Work item
Retype the entries exactly, keeping every line intact.

Stored data entries
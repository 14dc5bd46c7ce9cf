pub mod amount;
pub mod budget;
pub mod category;
pub mod common;
pub mod prediction;
pub mod record;
pub mod savings;

pub use amount::{coerce_amount, coerce_planned, parse_amount, AmountInput};
pub use budget::BudgetSetting;
pub use category::{CategoryDefinition, CategoryKind};
pub use common::{
    days_in_month, Identifiable, Owned, OwnerId, Period,
};
pub use prediction::{FieldCatalog, FieldMap, PredictionRecord};
pub use record::{MonetaryRecord, RecordDraft, RecordKind, UNCATEGORIZED};
pub use savings::{SavingsSnapshot, SubBalance};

Output
repository 14dc5bd46c7ce9cf
pub mod amount;
pub mod budget;
pub mod category;
pub mod common;
pub mod prediction;
pub mod record;
pub mod savings;

pub use amount::{coerce_amount, coerce_planned, parse_amount, AmountInput};
pub use budget::BudgetSetting;
pub use category::{CategoryDefinition, CategoryKind};
pub use common::{
    days_in_month, Identifiable, Owned, OwnerId, Period,
};
pub use prediction::{FieldCatalog, FieldMap, PredictionRecord};
pub use record::{MonetaryRecord, RecordDraft, RecordKind, UNCATEGORIZED};
pub use savings::{SavingsSnapshot, SubBalance};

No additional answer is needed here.